Ovunque aumentano dittature, anche se mascherate da riti vuoti di democrazia. Che fine hanno fatto Kamala Harris, Nancy Pelosi e Alexandria Ocasio-Cortèz? Avrebbero potuto correggere la politica di Biden e impedire che i trumpiani concorressero ancora al potere dopo Capitol Hill?  Che potere hanno le pochissime donne a capo di Stati nel determinare svolte significative in Europa e nel mondo occidentale e orientale, nel Nord e nel Sud? E se cerchiamo nel passato del nostro paese le costituenti, Nilde Iotti e Tina Anselmi quali svolte hanno segnato? E come sono state messe a tacere? Voglio ricordare qui solo il lavoro dell’Anselmi sulla P2 e il fastidio del suo partito che poi la emarginò. O il processo subito dalla Iotti per la doppia morale degli uomini del suo partito in seguito alla relazione con Togliatti, che la portò all’aborto del figlio.

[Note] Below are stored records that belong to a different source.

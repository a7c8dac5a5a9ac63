use crate::models::api::ErrorResponse;
use axum::{
    http::{Method, StatusCode, Uri},
    response::{IntoResponse, Json, Response},
};
use tracing::debug;

pub async fn fallback_handler(method: Method, uri: Uri) -> Response {
    debug!(%method, %uri, "No route matched");

    (
        StatusCode::NOT_FOUND,
        Json(ErrorResponse {
            success: false,
            error: format!(
                "No endpoint for {} {}. Valid endpoints: /users, /users/{{id}}, /users/{{id}}/profile, /auth, /health",
                method,
                uri.path()
            ),
        }),
    )
        .into_response()
}
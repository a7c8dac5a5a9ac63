use chrono::{DateTime, Utc};
use serde::{Deserialize, Serialize};

use crate::models::user::User;

#[derive(Deserialize)]
pub struct CredentialsRequest {
    pub username: String,
    pub password: String,
}

#[derive(Deserialize)]
pub struct UpdateProfileRequest {
    #[serde(default)]
    pub message: String,
}

/// Public view of a user; the password hash never leaves the service
#[derive(Debug, Serialize, Deserialize, PartialEq, Eq)]
pub struct UserResponse {
    pub id: String,
    pub username: String,
    pub profile_msg: String,
    pub created_at: DateTime<Utc>,
    pub updated_at: DateTime<Utc>,
}

impl From<User> for UserResponse {
    fn from(user: User) -> Self {
        Self {
            id: user.id,
            username: user.username,
            profile_msg: user.profile_msg,
            created_at: user.created_at,
            updated_at: user.updated_at,
        }
    }
}

#[derive(Debug, Serialize, Deserialize)]
pub struct UserListResponse {
    pub users: Vec<UserResponse>,
}

#[derive(Serialize)]
pub struct SuccessResponse {
    pub success: bool,
    pub message: String,
}

#[derive(Serialize)]
pub struct ErrorResponse {
    pub success: bool,
    pub error: String,
}
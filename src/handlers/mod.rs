pub mod users;
pub mod health;
pub mod fallback;
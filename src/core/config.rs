use anyhow::{bail, Context, Result};
use serde::Deserialize;
use std::path::{Path, PathBuf};

#[derive(Debug, Clone, Deserialize)]
pub struct Config {
    #[serde(default)]
    pub server: ServerConfig,
    #[serde(default)]
    pub storage: StorageConfig,
    #[serde(default)]
    pub logging: LoggingConfig,
}

#[derive(Debug, Clone, Deserialize)]
pub struct ServerConfig {
    #[serde(default = "default_host")]
    pub host: String,
    #[serde(default = "default_port")]
    pub port: u16,
    #[serde(default = "default_num_threads")]
    pub num_threads: usize,
}

#[derive(Debug, Clone, Copy, PartialEq, Eq, Deserialize, Default)]
#[serde(rename_all = "lowercase")]
pub enum StorageBackend {
    #[default]
    Json,
    Memory,
}

impl StorageBackend {
    pub fn as_str(&self) -> &'static str {
        match self {
            StorageBackend::Json => "json",
            StorageBackend::Memory => "memory",
        }
    }
}

#[derive(Debug, Clone, Deserialize)]
pub struct StorageConfig {
    #[serde(default)]
    pub backend: StorageBackend,
    #[serde(default = "default_storage_path")]
    pub path: PathBuf,
    /// Re-read the file on every call instead of only when it changed
    #[serde(default)]
    pub always_reload: bool,
}

#[derive(Debug, Clone, Deserialize)]
pub struct LoggingConfig {
    #[serde(default = "default_log_level")]
    pub level: String,
    #[serde(default = "default_log_format")]
    pub format: String,
    #[serde(default = "default_console")]
    pub console: bool,
}

// Default value functions
fn default_host() -> String {
    "0.0.0.0".to_string()
}

fn default_port() -> u16 {
    8080
}

fn default_num_threads() -> usize {
    num_cpus::get()
}

fn default_storage_path() -> PathBuf {
    PathBuf::from("./data/users.json")
}

fn default_log_level() -> String {
    "info".to_string()
}

fn default_log_format() -> String {
    "json".to_string()
}

fn default_console() -> bool {
    false
}

impl Default for ServerConfig {
    fn default() -> Self {
        Self {
            host: default_host(),
            port: default_port(),
            num_threads: default_num_threads(),
        }
    }
}

impl Default for StorageConfig {
    fn default() -> Self {
        Self {
            backend: StorageBackend::default(),
            path: default_storage_path(),
            always_reload: false,
        }
    }
}

impl Default for LoggingConfig {
    fn default() -> Self {
        Self {
            level: default_log_level(),
            format: default_log_format(),
            console: default_console(),
        }
    }
}

impl Config {
    /// Load configuration from a TOML file
    pub fn from_file(path: &Path) -> Result<Self> {
        let content = std::fs::read_to_string(path)
            .context(format!("Failed to read config file: {}", path.display()))?;

        Self::from_toml(&content)
    }

    /// Parse and validate configuration from TOML text
    pub fn from_toml(content: &str) -> Result<Self> {
        let config: Config = toml::from_str(content).context("Failed to parse config file")?;

        config.validate()?;

        Ok(config)
    }

    /// Validate configuration values
    pub fn validate(&self) -> Result<()> {
        if self.server.port == 0 {
            bail!("Server port must be greater than 0");
        }

        if self.server.num_threads == 0 {
            bail!("num_threads must be greater than 0");
        }

        if self.storage.backend == StorageBackend::Json && self.storage.path.as_os_str().is_empty() {
            bail!("storage path must not be empty for the json backend");
        }

        let valid_levels = ["trace", "debug", "info", "warn", "error"];
        if !valid_levels.contains(&self.logging.level.as_str()) {
            bail!(
                "Invalid log level '{}'. Must be one of: trace, debug, info, warn, error",
                self.logging.level
            );
        }

        let valid_formats = ["json", "console"];
        if !valid_formats.contains(&self.logging.format.as_str()) {
            bail!(
                "Invalid log format '{}'. Must be one of: json, console",
                self.logging.format
            );
        }

        Ok(())
    }
}
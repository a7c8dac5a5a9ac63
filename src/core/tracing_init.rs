use crate::core::config::LoggingConfig;
use tracing_subscriber::{layer::SubscriberExt, util::SubscriberInitExt, EnvFilter};

/// Install the global subscriber. `RUST_LOG` overrides `logging.level`.
pub fn init_tracing(config: &LoggingConfig) {
    let env_filter = EnvFilter::try_from_default_env().unwrap_or_else(|_| {
        EnvFilter::new(format!(
            "userprofile={level},tower_http={level}",
            level = config.level
        ))
    });

    let use_console = config.console || config.format == "console";

    if use_console {
        tracing_subscriber::registry()
            .with(env_filter)
            .with(
                tracing_subscriber::fmt::layer()
                    .with_target(true)
                    .with_level(true)
                    .with_ansi(true)
                    .with_line_number(true)
                    .with_thread_ids(true),
            )
            .init();
    } else {
        tracing_subscriber::registry()
            .with(env_filter)
            .with(
                tracing_subscriber::fmt::layer()
                    .json()
                    .with_current_span(true)
                    .with_span_list(true),
            )
            .init();
    }
}
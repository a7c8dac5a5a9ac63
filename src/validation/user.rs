use crate::core::error::ValidationError;

pub const MIN_USERNAME_LENGTH: usize = 3;
pub const MAX_USERNAME_LENGTH: usize = 20;
pub const MIN_PASSWORD_LENGTH: usize = 6;
pub const MAX_PROFILE_MSG_LENGTH: usize = 500;

/// Validate a username
///
/// Surrounding whitespace is ignored for the length and character checks.
/// Allowed characters are ASCII letters, digits and underscore.
pub fn validate_username(username: &str) -> Result<(), ValidationError> {
    if username.is_empty() {
        return Err(ValidationError::InvalidUsername(
            "username is required".to_string(),
        ));
    }

    let username = username.trim();
    let len = username.chars().count();

    if len < MIN_USERNAME_LENGTH {
        return Err(ValidationError::InvalidUsername(format!(
            "username must be at least {} characters long",
            MIN_USERNAME_LENGTH
        )));
    }

    if len > MAX_USERNAME_LENGTH {
        return Err(ValidationError::InvalidUsername(format!(
            "username must be no more than {} characters long",
            MAX_USERNAME_LENGTH
        )));
    }

    if !username.chars().all(|c| c.is_ascii_alphanumeric() || c == '_') {
        return Err(ValidationError::InvalidUsername(
            "username can only contain letters, numbers, and underscores".to_string(),
        ));
    }

    Ok(())
}

/// Validate a password (length only, counted in characters)
pub fn validate_password(password: &str) -> Result<(), ValidationError> {
    if password.is_empty() {
        return Err(ValidationError::InvalidPassword(
            "password is required".to_string(),
        ));
    }

    if password.chars().count() < MIN_PASSWORD_LENGTH {
        return Err(ValidationError::InvalidPassword(format!(
            "password must be at least {} characters long",
            MIN_PASSWORD_LENGTH
        )));
    }

    Ok(())
}

/// Validate a profile message. The empty message is allowed.
pub fn validate_profile_message(message: &str) -> Result<(), ValidationError> {
    if message.chars().count() > MAX_PROFILE_MSG_LENGTH {
        return Err(ValidationError::InvalidProfileMessage(format!(
            "profile message must be no more than {} characters",
            MAX_PROFILE_MSG_LENGTH
        )));
    }

    Ok(())
}
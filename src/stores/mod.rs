pub mod repository;
pub mod memory_store;
pub mod json_store;
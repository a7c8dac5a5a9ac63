pub mod user;
pub mod api;
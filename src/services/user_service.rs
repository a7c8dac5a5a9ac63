use crate::core::error::{StoreError, UserError};
use crate::models::user::User;
use crate::stores::repository::UserRepository;
use crate::utils::password::{hash_password, verify_password};
use crate::validation::user::{validate_password, validate_profile_message, validate_username};
use std::sync::{Arc, Mutex, PoisonError};
use tracing::{debug, error, info, warn};

/// User registration, authentication and profile management
///
/// The repository is injected at construction so the same service runs on
/// the JSON file store in production and the in-memory store in tests.
pub struct UserService {
    repo: Arc<dyn UserRepository>,
    // Makes the exists-then-create pair in `register` atomic within the process
    registration: Mutex<()>,
}

impl UserService {
    pub fn new(repo: Arc<dyn UserRepository>) -> Self {
        Self {
            repo,
            registration: Mutex::new(()),
        }
    }

    /// Create a new account
    pub fn register(&self, username: &str, password: &str) -> Result<User, UserError> {
        validate_username(username)?;
        validate_password(password)?;

        let username = username.trim();

        // Holds no data, so a poisoned lock is still usable
        let _guard = self
            .registration
            .lock()
            .unwrap_or_else(PoisonError::into_inner);

        let exists = self
            .repo
            .exists(username)
            .map_err(|e| UserError::storage("failed to check user existence", e))?;

        if exists {
            warn!(username = %username, "Registration rejected, username taken");
            return Err(UserError::AlreadyExists);
        }

        let user = User::new(username, hash_password(password));

        self.repo
            .create(&user)
            .map_err(|e| UserError::storage("failed to create user", e))?;

        info!(user_id = %user.id, username = %user.username, "User registered");

        Ok(user)
    }

    /// Verify credentials
    ///
    /// Unknown usernames and wrong passwords both yield `InvalidCredentials`.
    pub fn authenticate(&self, username: &str, password: &str) -> Result<User, UserError> {
        validate_username(username)?;
        validate_password(password)?;

        let username = username.trim();

        let user = match self.repo.get_by_username(username) {
            Ok(user) => user,
            Err(StoreError::NotFound(_)) => {
                debug!(username = %username, "Authentication failed, unknown user");
                return Err(UserError::InvalidCredentials);
            }
            Err(e) => {
                error!(username = %username, error = %e, "Authentication lookup failed");
                return Err(UserError::InvalidCredentials);
            }
        };

        if !verify_password(password, &user.password_hash) {
            debug!(user_id = %user.id, "Authentication failed, wrong password");
            return Err(UserError::InvalidCredentials);
        }

        info!(user_id = %user.id, "User authenticated");

        Ok(user)
    }

    pub fn get_profile(&self, user_id: &str) -> Result<User, UserError> {
        if user_id.is_empty() {
            return Err(UserError::MissingField("user_id"));
        }

        self.fetch(user_id, "failed to get user")
    }

    /// Replace the profile message and return the updated user
    pub fn update_profile(&self, user_id: &str, message: &str) -> Result<User, UserError> {
        if user_id.is_empty() {
            return Err(UserError::MissingField("user_id"));
        }

        validate_profile_message(message)?;

        let mut user = self.fetch(user_id, "failed to get user")?;
        user.update_profile(message);

        self.repo.update(&user).map_err(|e| match e {
            // Deleted between the fetch and the update
            StoreError::NotFound(_) => UserError::NotFound,
            e => UserError::storage("failed to update user", e),
        })?;

        info!(user_id = %user.id, "Profile updated");

        Ok(user)
    }

    pub fn list_users(&self) -> Result<Vec<User>, UserError> {
        self.repo
            .list()
            .map_err(|e| UserError::storage("failed to list users", e))
    }

    pub fn delete_account(&self, user_id: &str) -> Result<(), UserError> {
        if user_id.is_empty() {
            return Err(UserError::MissingField("user_id"));
        }

        self.fetch(user_id, "failed to get user")?;

        self.repo.delete(user_id).map_err(|e| match e {
            StoreError::NotFound(_) => UserError::NotFound,
            e => UserError::storage("failed to delete user", e),
        })?;

        info!(user_id = %user_id, "Account deleted");

        Ok(())
    }

    fn fetch(&self, user_id: &str, context: &'static str) -> Result<User, UserError> {
        self.repo.get_by_id(user_id).map_err(|e| match e {
            StoreError::NotFound(_) => UserError::NotFound,
            e => UserError::storage(context, e),
        })
    }
}
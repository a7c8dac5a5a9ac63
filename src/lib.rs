pub mod core;
pub mod models;
pub mod stores;
pub mod services;
pub mod validation;
pub mod utils;
pub mod handlers;
// Centralized error handling for the user profile service

use axum::{
    extract::rejection::JsonRejection,
    http::StatusCode,
    response::{IntoResponse, Json, Response},
};
use std::path::PathBuf;
use thiserror::Error;
use tracing::error;

use crate::models::api::ErrorResponse;

/// Input that breaks one of the username/password/profile rules
#[derive(Error, Debug, Clone, PartialEq, Eq)]
pub enum ValidationError {
    #[error("username: {0}")]
    InvalidUsername(String),

    #[error("password: {0}")]
    InvalidPassword(String),

    #[error("profile_message: {0}")]
    InvalidProfileMessage(String),
}

impl ValidationError {
    /// Name of the offending input field
    pub fn field(&self) -> &'static str {
        match self {
            ValidationError::InvalidUsername(_) => "username",
            ValidationError::InvalidPassword(_) => "password",
            ValidationError::InvalidProfileMessage(_) => "profile_message",
        }
    }

    pub fn message(&self) -> &str {
        match self {
            ValidationError::InvalidUsername(m)
            | ValidationError::InvalidPassword(m)
            | ValidationError::InvalidProfileMessage(m) => m,
        }
    }
}

/// Errors raised by a `UserRepository` implementation
#[derive(Error, Debug)]
pub enum StoreError {
    #[error("user not found: {0}")]
    NotFound(String),

    #[error("failed to access user store {path}: {source}")]
    Io {
        path: PathBuf,
        #[source]
        source: std::io::Error,
    },

    #[error("user store {path} contains invalid data: {source}")]
    Corrupt {
        path: PathBuf,
        #[source]
        source: serde_json::Error,
    },

    #[error("user store lock poisoned")]
    LockPoisoned,
}

impl StoreError {
    pub fn io(path: impl Into<PathBuf>, source: std::io::Error) -> Self {
        StoreError::Io {
            path: path.into(),
            source,
        }
    }
}

/// Errors surfaced by `UserService` operations
#[derive(Error, Debug)]
pub enum UserError {
    #[error(transparent)]
    Validation(#[from] ValidationError),

    #[error("user not found")]
    NotFound,

    #[error("user already exists")]
    AlreadyExists,

    #[error("invalid credentials")]
    InvalidCredentials,

    #[error("{0} is required")]
    MissingField(&'static str),

    #[error("invalid request body: {0}")]
    InvalidBody(String),

    #[error("{context}: {source}")]
    Storage {
        context: &'static str,
        #[source]
        source: StoreError,
    },

    #[error("internal error: {0}")]
    Internal(String),
}

impl UserError {
    pub fn storage(context: &'static str, source: StoreError) -> Self {
        UserError::Storage { context, source }
    }

    pub fn status_code(&self) -> StatusCode {
        match self {
            UserError::Validation(_)
            | UserError::MissingField(_)
            | UserError::InvalidBody(_) => StatusCode::BAD_REQUEST,
            UserError::NotFound => StatusCode::NOT_FOUND,
            UserError::AlreadyExists => StatusCode::CONFLICT,
            UserError::InvalidCredentials => StatusCode::UNAUTHORIZED,
            UserError::Storage { .. } | UserError::Internal(_) => {
                StatusCode::INTERNAL_SERVER_ERROR
            }
        }
    }
}

impl From<JsonRejection> for UserError {
    fn from(rejection: JsonRejection) -> Self {
        UserError::InvalidBody(rejection.body_text())
    }
}

impl IntoResponse for UserError {
    fn into_response(self) -> Response {
        let status = self.status_code();

        let message = if status.is_server_error() {
            error!(error = %self, "Request failed with internal error");
            "Internal server error".to_string()
        } else {
            self.to_string()
        };

        (
            status,
            Json(ErrorResponse {
                success: false,
                error: message,
            }),
        )
            .into_response()
    }
}

#[cfg(test)]
mod tests {
    use super::*;

    #[test]
    fn test_validation_error_field_and_message() {
        let err = ValidationError::InvalidUsername("username is required".to_string());
        assert_eq!(err.field(), "username");
        assert_eq!(err.message(), "username is required");
        assert_eq!(err.to_string(), "username: username is required");

        let err = ValidationError::InvalidProfileMessage("too long".to_string());
        assert_eq!(err.field(), "profile_message");
    }

    #[test]
    fn test_status_codes() {
        let validation = UserError::from(ValidationError::InvalidPassword("short".to_string()));
        assert_eq!(validation.status_code(), StatusCode::BAD_REQUEST);
        assert_eq!(UserError::MissingField("user_id").status_code(), StatusCode::BAD_REQUEST);
        assert_eq!(
            UserError::InvalidBody("missing field `password`".to_string()).status_code(),
            StatusCode::BAD_REQUEST
        );
        assert_eq!(UserError::NotFound.status_code(), StatusCode::NOT_FOUND);
        assert_eq!(UserError::AlreadyExists.status_code(), StatusCode::CONFLICT);
        assert_eq!(UserError::InvalidCredentials.status_code(), StatusCode::UNAUTHORIZED);
        assert_eq!(
            UserError::storage("failed to list users", StoreError::LockPoisoned).status_code(),
            StatusCode::INTERNAL_SERVER_ERROR
        );
    }

    #[test]
    fn test_missing_field_message() {
        assert_eq!(UserError::MissingField("user_id").to_string(), "user_id is required");
    }

    #[tokio::test]
    async fn test_internal_errors_are_redacted() {
        use http_body_util::BodyExt;

        let err = UserError::storage(
            "failed to create user",
            StoreError::io("/tmp/users.json", std::io::Error::other("disk full")),
        );
        let response = err.into_response();
        assert_eq!(response.status(), StatusCode::INTERNAL_SERVER_ERROR);

        let bytes = response.into_body().collect().await.unwrap().to_bytes();
        let body: serde_json::Value = serde_json::from_slice(&bytes).unwrap();
        assert_eq!(body["success"], false);
        assert_eq!(body["error"], "Internal server error");
    }
}
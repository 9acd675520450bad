//! GameView: maps an [`EngineSnapshot`] into a terminal framebuffer.
//!
//! This module is pure (no I/O). It can be unit-tested.

use crate::core::{base_shape, EngineSnapshot};
use crate::fb::{CellStyle, FrameBuffer, Rgb};
use crate::types::PieceKind;

/// Terminal viewport dimensions.
#[derive(Debug, Clone, Copy, PartialEq, Eq)]
pub struct Viewport {
    pub width: u16,
    pub height: u16,
}

impl Viewport {
    pub fn new(width: u16, height: u16) -> Self {
        Self { width, height }
    }
}

#[derive(Debug, Clone, Copy, PartialEq, Eq)]
pub enum AnchorY {
    Center,
    Top,
}

/// Placement of the framed board inside the viewport.
#[derive(Debug, Clone, Copy, PartialEq, Eq)]
pub struct BoardLayout {
    pub start_x: u16,
    pub start_y: u16,
    pub frame_w: u16,
    pub frame_h: u16,
}

const PLAY_BG: Rgb = Rgb::new(30, 30, 40);

/// Board renderer.
pub struct GameView {
    /// Board cell width in terminal columns.
    cell_w: u16,
    /// Board cell height in terminal rows.
    cell_h: u16,
    anchor_y: AnchorY,
}

impl Default for GameView {
    fn default() -> Self {
        // 2x1 compensates for the terminal glyph aspect ratio.
        Self {
            cell_w: 2,
            cell_h: 1,
            anchor_y: AnchorY::Center,
        }
    }
}

impl GameView {
    pub fn new(cell_w: u16, cell_h: u16) -> Self {
        Self {
            cell_w: cell_w.max(1),
            cell_h: cell_h.max(1),
            anchor_y: AnchorY::Center,
        }
    }

    pub fn with_anchor_y(mut self, anchor_y: AnchorY) -> Self {
        self.anchor_y = anchor_y;
        self
    }

    pub fn layout(&self, snap: &EngineSnapshot, viewport: Viewport) -> BoardLayout {
        let frame_w = snap.width.saturating_mul(self.cell_w).saturating_add(2);
        let frame_h = snap.height.saturating_mul(self.cell_h).saturating_add(2);
        let start_x = viewport.width.saturating_sub(frame_w) / 2;
        let start_y = match self.anchor_y {
            AnchorY::Center => viewport.height.saturating_sub(frame_h) / 2,
            AnchorY::Top => 0,
        };
        BoardLayout {
            start_x,
            start_y,
            frame_w,
            frame_h,
        }
    }

    /// Render into an existing framebuffer, resizing it to the viewport.
    pub fn render_into(&self, snap: &EngineSnapshot, viewport: Viewport, fb: &mut FrameBuffer) {
        fb.resize(viewport.width, viewport.height);
        fb.clear(CellStyle::default().into_cell(' '));

        let layout = self.layout(snap, viewport);
        let BoardLayout {
            start_x,
            start_y,
            frame_w,
            frame_h,
        } = layout;

        let border = CellStyle::new(Rgb::new(200, 200, 200), Rgb::new(0, 0, 0));
        fb.fill_rect(
            start_x + 1,
            start_y + 1,
            frame_w - 2,
            frame_h - 2,
            ' ',
            CellStyle::new(Rgb::new(80, 80, 90), PLAY_BG),
        );
        self.draw_border(fb, start_x, start_y, frame_w, frame_h, border);

        for y in 0..snap.height as i32 {
            for x in 0..snap.width as i32 {
                match snap.cell(x, y).flatten() {
                    Some(kind) => self.draw_board_cell(fb, &layout, x, y, kind),
                    None => self.draw_empty_cell(fb, &layout, x, y),
                }
            }
        }

        if let (Some(active), Some(ghost_y)) = (snap.active, snap.ghost_y) {
            if ghost_y != active.y {
                let style = CellStyle::new(Rgb::new(140, 140, 140), PLAY_BG).dim();
                for (dx, dy) in active.shape.cells() {
                    self.fill_cell_rect(fb, &layout, snap, active.x + dx, ghost_y + dy, '░', style);
                }
            }
        }

        if let Some(active) = snap.active {
            for (x, y) in active.cells() {
                self.draw_board_cell_checked(fb, &layout, snap, x, y, active.kind);
            }
        }

        self.draw_side_panel(fb, snap, viewport, &layout);

        if snap.game_over {
            self.draw_overlay_text(fb, &layout, "GAME OVER");
            let hint_y = start_y.saturating_add(frame_h / 2).saturating_add(1);
            let hint = "r: restart  q: quit";
            let x = start_x.saturating_add(frame_w.saturating_sub(hint.len() as u16) / 2);
            fb.put_str(x, hint_y, hint, CellStyle::default().dim());
        }
    }

    /// Convenience helper that allocates a new framebuffer.
    pub fn render(&self, snap: &EngineSnapshot, viewport: Viewport) -> FrameBuffer {
        let mut fb = FrameBuffer::new(viewport.width, viewport.height);
        self.render_into(snap, viewport, &mut fb);
        fb
    }

    fn draw_border(&self, fb: &mut FrameBuffer, x: u16, y: u16, w: u16, h: u16, style: CellStyle) {
        if w < 2 || h < 2 {
            return;
        }

        fb.put_char(x, y, '┌', style);
        fb.put_char(x + w - 1, y, '┐', style);
        fb.put_char(x, y + h - 1, '└', style);
        fb.put_char(x + w - 1, y + h - 1, '┘', style);

        for dx in 1..w - 1 {
            fb.put_char(x + dx, y, '─', style);
            fb.put_char(x + dx, y + h - 1, '─', style);
        }
        for dy in 1..h - 1 {
            fb.put_char(x, y + dy, '│', style);
            fb.put_char(x + w - 1, y + dy, '│', style);
        }
    }

    fn draw_empty_cell(&self, fb: &mut FrameBuffer, layout: &BoardLayout, x: i32, y: i32) {
        let style = CellStyle::new(Rgb::new(90, 90, 100), PLAY_BG).dim();
        self.put_cell(fb, layout, x as u16, y as u16, '·', style);
    }

    fn draw_board_cell(
        &self,
        fb: &mut FrameBuffer,
        layout: &BoardLayout,
        x: i32,
        y: i32,
        kind: PieceKind,
    ) {
        let style = CellStyle::new(kind.color(), PLAY_BG).bold();
        self.put_cell(fb, layout, x as u16, y as u16, '█', style);
    }

    /// Draw a piece cell, skipping cells in the hidden spawn rows.
    fn draw_board_cell_checked(
        &self,
        fb: &mut FrameBuffer,
        layout: &BoardLayout,
        snap: &EngineSnapshot,
        x: i32,
        y: i32,
        kind: PieceKind,
    ) {
        if in_grid(snap, x, y) {
            self.draw_board_cell(fb, layout, x, y, kind);
        }
    }

    #[allow(clippy::too_many_arguments)]
    fn fill_cell_rect(
        &self,
        fb: &mut FrameBuffer,
        layout: &BoardLayout,
        snap: &EngineSnapshot,
        x: i32,
        y: i32,
        ch: char,
        style: CellStyle,
    ) {
        if in_grid(snap, x, y) {
            self.put_cell(fb, layout, x as u16, y as u16, ch, style);
        }
    }

    fn put_cell(
        &self,
        fb: &mut FrameBuffer,
        layout: &BoardLayout,
        cell_x: u16,
        cell_y: u16,
        ch: char,
        style: CellStyle,
    ) {
        let px = layout.start_x + 1 + cell_x * self.cell_w;
        let py = layout.start_y + 1 + cell_y * self.cell_h;
        fb.fill_rect(px, py, self.cell_w, self.cell_h, ch, style);
    }

    fn draw_side_panel(
        &self,
        fb: &mut FrameBuffer,
        snap: &EngineSnapshot,
        viewport: Viewport,
        layout: &BoardLayout,
    ) {
        let panel_x = layout
            .start_x
            .saturating_add(layout.frame_w)
            .saturating_add(2);
        if panel_x >= viewport.width || viewport.width - panel_x < 10 {
            return;
        }

        let label = CellStyle::default().bold();
        let value = CellStyle::new(Rgb::new(200, 200, 200), Rgb::new(0, 0, 0));

        let mut y = layout.start_y;
        fb.put_str(panel_x, y, "SCORE", label);
        y = y.saturating_add(1);
        fb.put_u64(panel_x, y, snap.score, value);
        y = y.saturating_add(2);

        fb.put_str(panel_x, y, "LINES", label);
        y = y.saturating_add(1);
        fb.put_u64(panel_x, y, snap.lines, value);
        y = y.saturating_add(2);

        fb.put_str(panel_x, y, "NEXT", label);
        y = y.saturating_add(1);
        let shape = base_shape(snap.next);
        let style = CellStyle::new(snap.next.color(), Rgb::new(0, 0, 0)).bold();
        for (dx, dy) in shape.cells() {
            let px = panel_x.saturating_add(dx as u16 * self.cell_w);
            fb.fill_rect(px, y.saturating_add(dy as u16), self.cell_w, 1, '█', style);
        }
    }

    fn draw_overlay_text(&self, fb: &mut FrameBuffer, layout: &BoardLayout, text: &str) {
        let mid_y = layout.start_y.saturating_add(layout.frame_h / 2);
        let text_w = text.chars().count() as u16;
        let x = layout
            .start_x
            .saturating_add(layout.frame_w.saturating_sub(text_w) / 2);
        let style = CellStyle::new(Rgb::new(255, 255, 255), Rgb::new(0, 0, 0)).bold();
        fb.put_str(x, mid_y, text, style);
    }
}

fn in_grid(snap: &EngineSnapshot, x: i32, y: i32) -> bool {
    x >= 0 && y >= 0 && x < snap.width as i32 && y < snap.height as i32
}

Le ecofemministe del “Sole che ride” avevano conquistato il 40% del possibile elettorato, soprattutto femminile, (secondo il sondaggio SWG), e guidarono per un anno il gruppo parlamentare alla Camera con un direttivo di sole donne; ma furono presto messe a tacere, nella legislatura successiva furono eletti solo maschi! L’arcipelago fu trasformato in un partito tradizionale dalla lista concorrente degli Arcobaleno, creata da Rutelli e Ronchi allo scopo di utilizzare il successo politico delle liste verdi con il suggerimento del Pci e la complicità di Mattioli, che si dichiarava cocomero, verde fuori e rosso dentro. Nel giro di non molti anni la carica rivoluzionaria degli ecologisti fu svuotata fino a che si arrivò a percentuali ininfluenti che non permisero più di eleggere rappresentanti né al parlamento italiano né a quello europeo, mentre in Germania e in altri paesi europei governavano. Ultimamente anche l’unione di Si e di Europa Verde, che ha eletto rappresentanti grazie all’adesione alla coalizione Letta, si è vantata di essere come i cocomeri. La storia ritorna. Ma è tempo di cambiare davvero con coraggio, creatività e passione.